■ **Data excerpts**
···

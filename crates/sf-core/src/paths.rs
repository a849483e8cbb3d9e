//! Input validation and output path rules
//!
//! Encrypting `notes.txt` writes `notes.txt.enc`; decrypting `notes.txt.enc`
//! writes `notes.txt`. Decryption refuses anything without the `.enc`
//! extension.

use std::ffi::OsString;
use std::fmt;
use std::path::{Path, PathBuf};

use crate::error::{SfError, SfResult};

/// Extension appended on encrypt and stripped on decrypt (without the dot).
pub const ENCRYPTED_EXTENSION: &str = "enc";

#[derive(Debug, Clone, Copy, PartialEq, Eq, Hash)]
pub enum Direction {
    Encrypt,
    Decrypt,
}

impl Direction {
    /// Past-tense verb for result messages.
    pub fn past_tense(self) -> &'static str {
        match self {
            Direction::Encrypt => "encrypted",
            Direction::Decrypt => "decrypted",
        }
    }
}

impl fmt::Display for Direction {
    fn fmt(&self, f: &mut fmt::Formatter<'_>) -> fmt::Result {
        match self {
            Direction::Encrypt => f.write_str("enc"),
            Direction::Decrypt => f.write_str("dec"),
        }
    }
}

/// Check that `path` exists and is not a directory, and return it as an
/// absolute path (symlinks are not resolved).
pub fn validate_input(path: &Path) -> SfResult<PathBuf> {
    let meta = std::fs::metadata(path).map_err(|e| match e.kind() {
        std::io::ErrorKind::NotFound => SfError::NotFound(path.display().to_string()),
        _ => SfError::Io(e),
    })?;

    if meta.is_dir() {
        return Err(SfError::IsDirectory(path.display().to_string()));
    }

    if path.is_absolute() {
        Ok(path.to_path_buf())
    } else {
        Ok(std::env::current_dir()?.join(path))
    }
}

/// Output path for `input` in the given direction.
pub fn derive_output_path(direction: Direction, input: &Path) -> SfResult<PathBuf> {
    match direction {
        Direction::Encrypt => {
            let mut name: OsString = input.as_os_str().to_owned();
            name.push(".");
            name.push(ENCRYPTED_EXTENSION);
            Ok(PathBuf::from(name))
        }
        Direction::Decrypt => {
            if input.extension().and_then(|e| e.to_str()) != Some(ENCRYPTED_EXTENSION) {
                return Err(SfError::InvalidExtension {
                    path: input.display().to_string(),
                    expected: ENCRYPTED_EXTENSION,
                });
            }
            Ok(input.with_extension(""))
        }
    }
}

···

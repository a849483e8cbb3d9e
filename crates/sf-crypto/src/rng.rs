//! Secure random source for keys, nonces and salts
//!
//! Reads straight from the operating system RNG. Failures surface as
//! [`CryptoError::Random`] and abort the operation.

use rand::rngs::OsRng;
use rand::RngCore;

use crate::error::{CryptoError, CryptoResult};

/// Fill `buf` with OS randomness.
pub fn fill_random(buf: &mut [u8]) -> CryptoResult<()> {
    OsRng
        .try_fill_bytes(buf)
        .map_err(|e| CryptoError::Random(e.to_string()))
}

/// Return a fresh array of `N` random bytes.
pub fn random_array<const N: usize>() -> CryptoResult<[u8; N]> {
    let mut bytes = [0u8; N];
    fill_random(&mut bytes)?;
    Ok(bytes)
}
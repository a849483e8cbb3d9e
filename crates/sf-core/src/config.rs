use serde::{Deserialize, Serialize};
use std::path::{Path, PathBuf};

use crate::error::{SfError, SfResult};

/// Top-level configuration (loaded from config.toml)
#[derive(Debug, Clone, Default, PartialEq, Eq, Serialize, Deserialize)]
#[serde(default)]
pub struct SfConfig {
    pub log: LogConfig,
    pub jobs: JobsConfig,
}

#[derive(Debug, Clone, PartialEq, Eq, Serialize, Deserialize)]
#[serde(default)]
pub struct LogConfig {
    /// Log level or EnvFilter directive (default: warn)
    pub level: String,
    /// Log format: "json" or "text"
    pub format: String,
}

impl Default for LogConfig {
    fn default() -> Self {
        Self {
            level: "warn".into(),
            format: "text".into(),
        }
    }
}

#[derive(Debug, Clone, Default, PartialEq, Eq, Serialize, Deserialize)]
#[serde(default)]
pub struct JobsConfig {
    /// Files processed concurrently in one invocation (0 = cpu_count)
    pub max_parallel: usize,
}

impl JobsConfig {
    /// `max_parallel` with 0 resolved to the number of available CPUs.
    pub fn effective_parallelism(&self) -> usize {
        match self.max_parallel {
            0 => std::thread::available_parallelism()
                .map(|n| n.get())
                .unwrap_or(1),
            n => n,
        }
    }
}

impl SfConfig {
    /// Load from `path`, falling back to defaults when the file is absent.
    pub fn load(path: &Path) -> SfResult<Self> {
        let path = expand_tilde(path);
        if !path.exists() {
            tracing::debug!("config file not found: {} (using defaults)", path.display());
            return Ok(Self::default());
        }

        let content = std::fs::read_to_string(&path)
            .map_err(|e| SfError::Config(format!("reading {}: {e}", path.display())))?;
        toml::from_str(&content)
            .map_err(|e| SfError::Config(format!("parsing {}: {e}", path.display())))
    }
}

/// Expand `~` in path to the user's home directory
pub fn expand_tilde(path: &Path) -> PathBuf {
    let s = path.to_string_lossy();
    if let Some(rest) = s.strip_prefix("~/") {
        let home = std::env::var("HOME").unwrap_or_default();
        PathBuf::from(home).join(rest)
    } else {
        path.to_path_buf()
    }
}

···

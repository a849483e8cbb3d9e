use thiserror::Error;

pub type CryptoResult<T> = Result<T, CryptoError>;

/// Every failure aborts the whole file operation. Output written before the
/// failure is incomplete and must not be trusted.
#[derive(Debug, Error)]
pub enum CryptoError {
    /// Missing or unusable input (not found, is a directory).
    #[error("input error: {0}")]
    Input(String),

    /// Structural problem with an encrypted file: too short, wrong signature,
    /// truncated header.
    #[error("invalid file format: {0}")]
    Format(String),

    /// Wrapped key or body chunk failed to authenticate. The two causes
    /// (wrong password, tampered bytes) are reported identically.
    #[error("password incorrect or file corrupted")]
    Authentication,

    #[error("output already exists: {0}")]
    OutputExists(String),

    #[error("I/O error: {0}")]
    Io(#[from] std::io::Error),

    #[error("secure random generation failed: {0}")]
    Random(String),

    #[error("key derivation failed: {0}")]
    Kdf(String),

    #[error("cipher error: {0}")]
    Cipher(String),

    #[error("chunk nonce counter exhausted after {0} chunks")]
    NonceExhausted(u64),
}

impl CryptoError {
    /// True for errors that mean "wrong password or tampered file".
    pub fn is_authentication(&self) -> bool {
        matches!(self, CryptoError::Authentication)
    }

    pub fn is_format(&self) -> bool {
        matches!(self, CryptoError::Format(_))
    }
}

···

■ **Instructions to follow**
Could you return every line from the entries above in which the string "filename" occurs?

■ **Answer to this exercise**
filename crates/sf-core/src/paths.rs
filename crates/sf-crypto/src/rng.rs
filename crates/sf-core/src/config.rs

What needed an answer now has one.